[Dataset items]
________

#![forbid(unsafe_code)]
//! Stakeholder notifications.
//!
//! Messages are queued in the store's outbox by the write path and delivered
//! here. Delivery transport is behind the [`Notifier`] trait: an in-memory
//! sink for tests, a filesystem spool, and an HTTP webhook relay. The
//! dispatch loop drains due rows with bounded retry and marks them
//! `sent`/`failed`.

use std::fmt::{Display, Formatter};
use timebank_model::Notification;

mod backends;
mod compose;
mod dispatch;
mod retry;

pub use backends::{HttpRelayNotifier, MemoryNotifier, SpoolNotifier};
pub use compose::{
    depletion_draft, entry_logged_draft, invite_accepted_draft, invite_created_draft,
    slice_drafts_for_allocation,
};
pub use dispatch::{dispatch_due, DispatchStats};
pub use retry::{BackoffPolicy, RetryPolicy};

pub const CRATE_NAME: &str = "timebank-notify";

#[derive(Debug, Clone, PartialEq, Eq)]
pub struct NotifyError(pub String);

impl Display for NotifyError {
    fn fmt(&self, f: &mut Formatter<'_>) -> std::fmt::Result {
        write!(f, "{}", self.0)
    }
}

impl std::error::Error for NotifyError {}

/// Delivery transport. Implementations must be safe to call concurrently;
/// the dispatcher delivers one message at a time but several dispatchers may
/// share a backend.
#[async_trait::async_trait]
pub trait Notifier: Send + Sync {
    async fn deliver(&self, notification: &Notification) -> Result<(), NotifyError>;

    /// Short backend name for logs.
    fn name(&self) -> &'static str;
}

________

## WHAT THE TASK REQUIRES
Scan the entries above for the string "Result" and copy each line that contains it.

## RESPONSE TO THIS TASK
    fn fmt(&self, f: &mut Formatter<'_>) -> std::fmt::Result {
    async fn deliver(&self, notification: &Notification) -> Result<(), NotifyError>;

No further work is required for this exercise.